- Brief:
The result should be every line in the material below containing the string "configured".

- The data:
//! Deployment configuration
//!
//! A deployment binds one tracked token to its sentinel address and its
//! exclusion policy. Deployments come from a compiled-in preset or from a TOML
//! file with one `[[deployment]]` table per token:
//!
//! ```toml
//! [[deployment]]
//! token = "0xDEf1CA1fb7FBcDC777520aa7f396b4E015F497aB"
//!
//! [deployment.exclusion]
//! kind = "explicit"
//! addresses = ["0xD057B63f5E69CF1B929b356b579Cba08D7688048"]
//!
//! [[deployment]]
//! token = "0x177127622c4A00F3d409B75571e12cB3c8973d3c"
//! zero_address = "0x0000000000000000000000000000000000000000"
//!
//! [deployment.exclusion]
//! kind = "vesting_contract"
//! address = "0xc20C9C13E853fc64d054b73fF21d3636B2d97eaB"
//! ```
//!
//! Resolution parses every address and validates the whole file before any
//! processor is built. Nothing is reloaded afterwards.

use crate::core::classifier::{Exclusion, ExplicitExclusion, VestingContract};
use crate::core::processor::TransferProcessor;
use crate::core::store::MemoryStore;
use crate::types::{Address, TokenId};
use serde::Deserialize;
use std::collections::HashSet;
use std::path::Path;
use thiserror::Error;

pub const MAINNET_TOKEN: &str = "0xDEf1CA1fb7FBcDC777520aa7f396b4E015F497aB";

/// vCOW, solver rewards safe and DAO safe
pub const MAINNET_NON_CIRCULATING: [&str; 3] = [
    "0xD057B63f5E69CF1B929b356b579Cba08D7688048",
    "0xA03be496e67Ec29bC62F01a428683D7F9c204930",
    "0xcA771eda0c70aA7d053aB1B25004559B918FE662",
];

pub const GNOSIS_CHAIN_TOKEN: &str = "0x177127622c4A00F3d409B75571e12cB3c8973d3c";

pub const GNOSIS_CHAIN_VESTING: &str = "0xc20C9C13E853fc64d054b73fF21d3636B2d97eaB";

/// Configuration loading errors
#[derive(Error, Debug)]
pub enum ConfigError {
    /// File not found
    #[error("config file not found: {0}")]
    NotFound(String),

    /// IO error
    #[error("IO error: {0}")]
    Io(#[from] std::io::Error),

    /// Parse error
    #[error("parse error: {0}")]
    Parse(#[from] toml::de::Error),

    /// Validation error
    #[error("validation error: {0}")]
    Validation(String),
}

/// Raw configuration file contents
#[derive(Debug, Clone, PartialEq, Eq, Deserialize)]
pub struct TrackerConfig {
    #[serde(rename = "deployment", default)]
    pub deployments: Vec<DeploymentConfig>,
}

/// One `[[deployment]]` table
#[derive(Debug, Clone, PartialEq, Eq, Deserialize)]
pub struct DeploymentConfig {
    /// Token contract address, used verbatim as the supply record id
    pub token: String,

    /// Mint source / burn sink; the all-zero address when omitted
    #[serde(default)]
    pub zero_address: Option<String>,

    pub exclusion: ExclusionConfig,
}

/// Exclusion policy table, tagged by `kind`
#[derive(Debug, Clone, PartialEq, Eq, Deserialize)]
#[serde(tag = "kind", rename_all = "snake_case")]
pub enum ExclusionConfig {
    Explicit { addresses: Vec<String> },
    VestingContract { address: String },
}

/// A validated deployment, ready to build a processor from
#[derive(Debug, Clone, PartialEq, Eq)]
pub struct Deployment {
    pub token: TokenId,
    pub sentinel: Address,
    pub policy: Exclusion,
}

impl Deployment {
    /// Build an empty in-memory processor for this deployment
    pub fn processor(&self) -> TransferProcessor<Exclusion, MemoryStore> {
        TransferProcessor::new(
            self.token.clone(),
            self.sentinel,
            self.policy.clone(),
            MemoryStore::new(),
        )
    }
}

impl TrackerConfig {
    /// Token contract on Ethereum mainnet with its three non-circulating
    /// holders
    pub fn mainnet() -> Self {
        TrackerConfig {
            deployments: vec![DeploymentConfig {
                token: MAINNET_TOKEN.to_string(),
                zero_address: None,
                exclusion: ExclusionConfig::Explicit {
                    addresses: MAINNET_NON_CIRCULATING
                        .iter()
                        .map(|address| address.to_string())
                        .collect(),
                },
            }],
        }
    }

    /// Bridged token on Gnosis Chain, where only the vesting contract is
    /// non-circulating
    pub fn gnosis_chain() -> Self {
        TrackerConfig {
            deployments: vec![DeploymentConfig {
                token: GNOSIS_CHAIN_TOKEN.to_string(),
                zero_address: None,
                exclusion: ExclusionConfig::VestingContract {
                    address: GNOSIS_CHAIN_VESTING.to_string(),
                },
            }],
        }
    }

    /// Load and validate configuration from a TOML file
    pub fn load_file<P: AsRef<Path>>(path: P) -> Result<Vec<Deployment>, ConfigError> {
        let path = path.as_ref();

        if !path.exists() {
            return Err(ConfigError::NotFound(path.display().to_string()));
        }

        let content = std::fs::read_to_string(path)?;
        Self::load_str(&content)
    }

    /// Load and validate configuration from a TOML string
    pub fn load_str(content: &str) -> Result<Vec<Deployment>, ConfigError> {
        let config: TrackerConfig = toml::from_str(content)?;
        config.resolve()
    }

    /// Parse every address and validate the deployments as a whole
    ///
    /// # Errors
    ///
    /// Returns `ConfigError::Validation` if:
    /// - There are no deployments
    /// - Any address fails to parse
    /// - Two deployments name the same token (ignoring letter case)
    /// - A deployment's sentinel is part of its own exclusion set
    pub fn resolve(&self) -> Result<Vec<Deployment>, ConfigError> {
        if self.deployments.is_empty() {
            return Err(ConfigError::Validation(
                "at least one deployment is required".to_string(),
            ));
        }

        let mut seen = HashSet::new();
        let mut deployments = Vec::with_capacity(self.deployments.len());

        for raw in &self.deployments {
            let deployment = raw.resolve()?;
            if !seen.insert(deployment.token.as_str().to_ascii_lowercase()) {
                return Err(ConfigError::Validation(format!(
                    "token '{}' is configured more than once",
                    deployment.token
                )));
            }
            deployments.push(deployment);
        }

        Ok(deployments)
    }
}

impl DeploymentConfig {
    fn resolve(&self) -> Result<Deployment, ConfigError> {
        let token = self.token.trim();
        if token.is_empty() {
            return Err(ConfigError::Validation(
                "deployment has an empty token".to_string(),
            ));
        }

        let sentinel = match &self.zero_address {
            Some(raw) => parse_address(token, raw)?,
            None => Address::ZERO,
        };

        let policy: Exclusion = match &self.exclusion {
            ExclusionConfig::Explicit { addresses } => {
                let addresses = addresses
                    .iter()
                    .map(|raw| parse_address(token, raw))
                    .collect::<Result<Vec<_>, _>>()?;
                ExplicitExclusion::new(addresses).into()
            }
            ExclusionConfig::VestingContract { address } => {
                VestingContract::new(parse_address(token, address)?).into()
            }
        };

        let sentinel_excluded = match &policy {
            Exclusion::Explicit(explicit) => explicit.contains(&sentinel),
            Exclusion::Vesting(vesting) => vesting.address() == sentinel,
        };
        if sentinel_excluded {
            return Err(ConfigError::Validation(format!(
                "token '{}': zero address {} cannot be excluded from circulation",
                token, sentinel
            )));
        }

        Ok(Deployment {
            token: TokenId::new(token),
            sentinel,
            policy,
        })
    }
}

fn parse_address(token: &str, raw: &str) -> Result<Address, ConfigError> {
    raw.parse()
        .map_err(|e| ConfigError::Validation(format!("token '{}': {}", token, e)))
}

#[cfg(test)]
mod tests {
    use super::*;
    use crate::core::traits::ExclusionPolicy;
    use rstest::rstest;
    use std::io::Write;
    use tempfile::NamedTempFile;

    const TWO_DEPLOYMENTS: &str = r#"
[[deployment]]
token = "0xDEf1CA1fb7FBcDC777520aa7f396b4E015F497aB"

[deployment.exclusion]
kind = "explicit"
addresses = [
    "0xD057B63f5E69CF1B929b356b579Cba08D7688048",
    "0xA03be496e67Ec29bC62F01a428683D7F9c204930",
]

[[deployment]]
token = "0x177127622c4A00F3d409B75571e12cB3c8973d3c"
zero_address = "0x000000000000000000000000000000000000dEaD"

[deployment.exclusion]
kind = "vesting_contract"
address = "0xc20C9C13E853fc64d054b73fF21d3636B2d97eaB"
"#;

    #[test]
    fn test_load_string() {
        let deployments = TrackerConfig::load_str(TWO_DEPLOYMENTS).unwrap();
        assert_eq!(deployments.len(), 2);

        let mainnet = &deployments[0];
        assert_eq!(mainnet.token.as_str(), MAINNET_TOKEN);
        assert_eq!(mainnet.sentinel, Address::ZERO);
        let vcow: Address = MAINNET_NON_CIRCULATING[0].parse().unwrap();
        assert!(mainnet.policy.is_excluded(&vcow));

        let gnosis = &deployments[1];
        let dead: Address = "0x000000000000000000000000000000000000dead".parse().unwrap();
        assert_eq!(gnosis.sentinel, dead);
        let vesting: Address = GNOSIS_CHAIN_VESTING.parse().unwrap();
        assert_eq!(gnosis.policy, Exclusion::Vesting(VestingContract::new(vesting)));
    }

    #[test]
    fn test_load_file() {
        let mut file = NamedTempFile::new().unwrap();
        file.write_all(TWO_DEPLOYMENTS.as_bytes()).unwrap();
        file.flush().unwrap();

        let deployments = TrackerConfig::load_file(file.path()).unwrap();
        assert_eq!(deployments.len(), 2);
    }

    #[test]
    fn test_load_missing_file() {
        let result = TrackerConfig::load_file("/nonexistent/tracker.toml");
        assert!(matches!(result, Err(ConfigError::NotFound(_))));
    }

    #[test]
    fn test_load_malformed_toml() {
        let result = TrackerConfig::load_str("[[deployment]\ntoken = ");
        assert!(matches!(result, Err(ConfigError::Parse(_))));
    }

    #[test]
    fn test_unknown_exclusion_kind_is_parse_error() {
        let content = r#"
[[deployment]]
token = "0xtoken"

[deployment.exclusion]
kind = "everything"
"#;
        let result = TrackerConfig::load_str(content);
        assert!(matches!(result, Err(ConfigError::Parse(_))));
    }

    #[rstest]
    #[case::no_deployments("", "at least one deployment")]
    #[case::bad_address(
        r#"
[[deployment]]
token = "0xtoken"
[deployment.exclusion]
kind = "vesting_contract"
address = "0x1234"
"#,
        "expected 40 hex digits"
    )]
    #[case::duplicate_token(
        r#"
[[deployment]]
token = "0xDEf1CA1fb7FBcDC777520aa7f396b4E015F497aB"
[deployment.exclusion]
kind = "explicit"
addresses = []

[[deployment]]
token = "0xdef1ca1fb7fbcdc777520aa7f396b4e015f497ab"
[deployment.exclusion]
kind = "explicit"
addresses = []
"#,
        "configured more than once"
    )]
    #[case::sentinel_in_explicit_set(
        r#"
[[deployment]]
token = "0xtoken"
[deployment.exclusion]
kind = "explicit"
addresses = ["0x0000000000000000000000000000000000000000"]
"#,
        "cannot be excluded"
    )]
    #[case::sentinel_is_vesting_contract(
        r#"
[[deployment]]
token = "0xtoken"
zero_address = "0xc20C9C13E853fc64d054b73fF21d3636B2d97eaB"
[deployment.exclusion]
kind = "vesting_contract"
address = "0xc20c9c13e853fc64d054b73ff21d3636b2d97eab"
"#,
        "cannot be excluded"
    )]
    #[case::empty_token(
        r#"
[[deployment]]
token = "  "
[deployment.exclusion]
kind = "explicit"
addresses = []
"#,
        "empty token"
    )]
    fn test_validation_errors(#[case] content: &str, #[case] expected: &str) {
        match TrackerConfig::load_str(content) {
            Err(ConfigError::Validation(message)) => assert!(
                message.contains(expected),
                "'{}' does not mention '{}'",
                message,
                expected
            ),
            other => panic!("Expected validation error, got {:?}", other),
        }
    }

    #[test]
    fn test_mainnet_preset() {
        let deployments = TrackerConfig::mainnet().resolve().unwrap();
        assert_eq!(deployments.len(), 1);

        let deployment = &deployments[0];
        assert_eq!(deployment.token.as_str(), MAINNET_TOKEN);
        assert_eq!(deployment.sentinel, Address::ZERO);
        for raw in MAINNET_NON_CIRCULATING {
            let address: Address = raw.parse().unwrap();
            assert!(deployment.policy.is_excluded(&address), "{}", raw);
        }
        let vesting: Address = GNOSIS_CHAIN_VESTING.parse().unwrap();
        assert!(!deployment.policy.is_excluded(&vesting));
    }

    #[test]
    fn test_gnosis_chain_preset() {
        let deployments = TrackerConfig::gnosis_chain().resolve().unwrap();
        assert_eq!(deployments.len(), 1);

        let deployment = &deployments[0];
        assert_eq!(deployment.token.as_str(), GNOSIS_CHAIN_TOKEN);
        let vesting: Address = GNOSIS_CHAIN_VESTING.parse().unwrap();
        assert!(deployment.policy.is_excluded(&vesting));
        let dao: Address = MAINNET_NON_CIRCULATING[2].parse().unwrap();
        assert!(!deployment.policy.is_excluded(&dao));
    }

    #[test]
    fn test_deployment_builds_empty_processor() {
        let deployment = TrackerConfig::mainnet().resolve().unwrap().remove(0);
        let processor = deployment.processor();

        assert_eq!(processor.token(), &deployment.token);
        assert_eq!(processor.store().holder_count(), 0);
    }
}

- Answer to this problem:
                    "token '{}' is configured more than once",
        "configured more than once"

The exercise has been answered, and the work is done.